Compare the verses I have placed in brackets with what Sir Oliver says, and you will observe how well he has interpreted the Qur'an. It looks as if he had the Opening Sura سورة فاتحة before him when he wrote. Even the sequence of his ideas corresponds practically with the order of the verses. But you may be quite sure that he never thought of the Qur'an at all. He evolved it all from his own inner consciousness well trained by scientific studies.61

Maxim of Self-help.

2. There are numerous verses in the Qur'an which enjoin "purification تز كيم of one's self" and prohibit "cruelty ظلم to one's own mind". They obviously imply the rule of conduct which I have called the Maxim of Self-help. No one has expressed it more beautifully and truthfully than Shakespeare in the well-known speech of Polonius.

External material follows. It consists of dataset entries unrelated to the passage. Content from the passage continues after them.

use crate::core::query::{build_query, search_terms};
use crate::core::transform::transform;
use crate::domain::model::{CommitReceipt, LearnerProfile, RoadmapRecord, RoadmapStep};
use crate::domain::ports::{ConfigProvider, RecordStore, SearchGateway, SearchRequest};
use crate::utils::error::{FailureKind, Result, RoadmapError};
use std::time::Duration;

/// Upper bound on results requested from the search provider.
pub const MAX_SEARCH_RESULTS: usize = 10;

#[derive(Debug, Clone, Copy, PartialEq, Eq)]
pub enum PipelineState {
    Idle,
    Validating,
    Searching,
    Transforming,
    Persisting,
    Succeeded,
    Failed(FailureKind),
}

/// States visited by a single generation request.
#[derive(Debug, Clone)]
pub struct PipelineRun {
    history: Vec<PipelineState>,
}

impl PipelineRun {
    pub fn new() -> Self {
        Self {
            history: vec![PipelineState::Idle],
        }
    }

    pub fn state(&self) -> PipelineState {
        self.history
            .last()
            .copied()
            .unwrap_or(PipelineState::Idle)
    }

    pub fn history(&self) -> &[PipelineState] {
        &self.history
    }

    fn advance(&mut self, next: PipelineState) {
        tracing::debug!("Pipeline state {:?} -> {:?}", self.state(), next);
        self.history.push(next);
    }

    fn fail(&mut self, error: RoadmapError) -> RoadmapError {
        if let Some(kind) = error.kind() {
            self.advance(PipelineState::Failed(kind));
        }
        error
    }
}

impl Default for PipelineRun {
    fn default() -> Self {
        Self::new()
    }
}

/// A fully computed roadmap that has not been committed yet.
///
/// The steps can only be taken out with the receipt of a successful commit.
#[derive(Debug)]
pub struct PendingRoadmap {
    record: RoadmapRecord,
}

impl PendingRoadmap {
    pub fn new(record: RoadmapRecord) -> Self {
        Self { record }
    }

    pub fn record(&self) -> &RoadmapRecord {
        &self.record
    }

    pub fn release(self, receipt: &CommitReceipt) -> Result<Vec<RoadmapStep>> {
        if receipt.record_id != self.record.id {
            return Err(RoadmapError::persistence(format!(
                "commit receipt is for record {} but pending record is {}",
                receipt.record_id, self.record.id
            )));
        }
        Ok(self.record.steps)
    }
}

#[derive(Debug, Clone, Copy, PartialEq, Eq)]
pub struct PipelineSettings {
    pub max_results: usize,
    pub search_timeout: Duration,
    pub persist_timeout: Duration,
}

impl PipelineSettings {
    pub fn from_config<C: ConfigProvider>(config: &C) -> Self {
        Self {
            max_results: config.max_results().clamp(1, MAX_SEARCH_RESULTS),
            search_timeout: config.search_timeout(),
            persist_timeout: config.persist_timeout(),
        }
    }
}

impl Default for PipelineSettings {
    fn default() -> Self {
        Self {
            max_results: MAX_SEARCH_RESULTS,
            search_timeout: Duration::from_secs(10),
            persist_timeout: Duration::from_secs(10),
        }
    }
}

/// Profile -> query -> search -> transform -> persist -> release.
pub struct RoadmapPipeline<G: SearchGateway, R: RecordStore> {
    gateway: G,
    store: R,
    settings: PipelineSettings,
}

impl<G: SearchGateway, R: RecordStore> RoadmapPipeline<G, R> {
    pub fn new(gateway: G, store: R) -> Self {
        Self::with_settings(gateway, store, PipelineSettings::default())
    }

    pub fn with_settings(gateway: G, store: R, settings: PipelineSettings) -> Self {
        Self {
            gateway,
            store,
            settings,
        }
    }

    pub async fn generate(&self, profile: LearnerProfile) -> Result<Vec<RoadmapStep>> {
        let mut run = PipelineRun::new();
        self.execute(profile, &mut run).await
    }

    /// Runs one request, recording every state transition in `run`.
    pub async fn execute(
        &self,
        profile: LearnerProfile,
        run: &mut PipelineRun,
    ) -> Result<Vec<RoadmapStep>> {
        run.advance(PipelineState::Validating);
        let query = build_query(&profile);
        if query.is_empty() {
            tracing::warn!("Rejecting roadmap request with an empty profile");
            return Err(run.fail(RoadmapError::InvalidInput {
                message: "at least one of job profile, qualification, skills or interests is required"
                    .to_string(),
            }));
        }

        run.advance(PipelineState::Searching);
        let request = SearchRequest {
            query: search_terms(&query),
            num: self.settings.max_results,
        };
        tracing::info!("🔍 Searching for: {}", request.query);

        let mut results = match tokio::time::timeout(
            self.settings.search_timeout,
            self.gateway.search(&request),
        )
        .await
        {
            Ok(Ok(results)) => results,
            Ok(Err(e)) => {
                tracing::error!("❌ Search failed: {}", e);
                return Err(run.fail(as_upstream_error(e)));
            }
            Err(_) => {
                tracing::error!(
                    "❌ Search timed out after {:?}",
                    self.settings.search_timeout
                );
                return Err(run.fail(RoadmapError::upstream(
                    None,
                    format!("search timed out after {:?}", self.settings.search_timeout),
                )));
            }
        };

        if results.is_empty() {
            tracing::warn!("No resources found for: {}", query);
            return Err(run.fail(RoadmapError::NoResults { query }));
        }
        if results.len() > self.settings.max_results {
            tracing::warn!(
                "Search returned {} results, keeping the first {}",
                results.len(),
                self.settings.max_results
            );
            results.truncate(self.settings.max_results);
        }
        tracing::info!("Received {} search results", results.len());

        run.advance(PipelineState::Transforming);
        let steps = transform(&results, &profile.time_commitment);
        let pending = PendingRoadmap::new(RoadmapRecord::new(profile, steps));

        run.advance(PipelineState::Persisting);
        let receipt = match tokio::time::timeout(
            self.settings.persist_timeout,
            self.store.append(pending.record()),
        )
        .await
        {
            Ok(Ok(receipt)) => receipt,
            Ok(Err(e)) => {
                tracing::error!("❌ Failed to persist roadmap {}: {}", pending.record().id, e);
                return Err(run.fail(as_persistence_error(e)));
            }
            Err(_) => {
                tracing::error!(
                    "❌ Persisting roadmap timed out after {:?}",
                    self.settings.persist_timeout
                );
                if let Err(e) = self.store.abort(&pending.record().id).await {
                    tracing::error!(
                        "❌ Failed to clean up abandoned roadmap {}: {}",
                        pending.record().id,
                        e
                    );
                }
                return Err(run.fail(RoadmapError::persistence(format!(
                    "write timed out after {:?}",
                    self.settings.persist_timeout
                ))));
            }
        };

        let steps = pending.release(&receipt).map_err(|e| run.fail(e))?;
        run.advance(PipelineState::Succeeded);
        tracing::info!(
            "✅ Roadmap {} with {} steps saved to {}",
            receipt.record_id,
            steps.len(),
            receipt.location
        );
        Ok(steps)
    }
}

// Anything the gateway reports counts as an upstream failure.
fn as_upstream_error(error: RoadmapError) -> RoadmapError {
    match error {
        RoadmapError::Upstream { .. } => error,
        other => RoadmapError::upstream(None, other.to_string()),
    }
}

// Anything a store reports while writing counts as a persistence failure.
fn as_persistence_error(error: RoadmapError) -> RoadmapError {
    match error {
        RoadmapError::Persistence { .. } => error,
        other => RoadmapError::persistence(other.to_string()),
    }
}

This above all: to thine own self be true, And it must follow, as the night the day, Thou canst not then be false to any man.
Herbert Spencer, Prof. T.H. Green, Lecky (Historian), Profs. Muirhead, Mackenzie, and Sen.

It is the basis of the ethical system advocated by authors mentioned in the margin. There are at present two contending schools of Morality. Each tries to determine what is 'good' or 'bad', and sets up a 'standard' or test by which men's actions should be judged as 'right' or 'wrong'. The standard according to the one school is Happiness (the surplus of pleasure over pain); according to the other it is Perfection (the fullest development of men as social beings). I think the latter school is more in favour now than it was at the end of the last century. Men of science now-a-days realize with Herbert Spencer that every one ought to develop himself by freely exercising all the powers of his mind and body to the fullest extent consistent with, and limited by, the like exercise62 by his fellow men.67 I cannot expatiate on this subject without entering into the realms of philosophy and metaphysics. I have only to say that the teaching of Islam as regards self-development is in entire accord with the views of latter-day moralists.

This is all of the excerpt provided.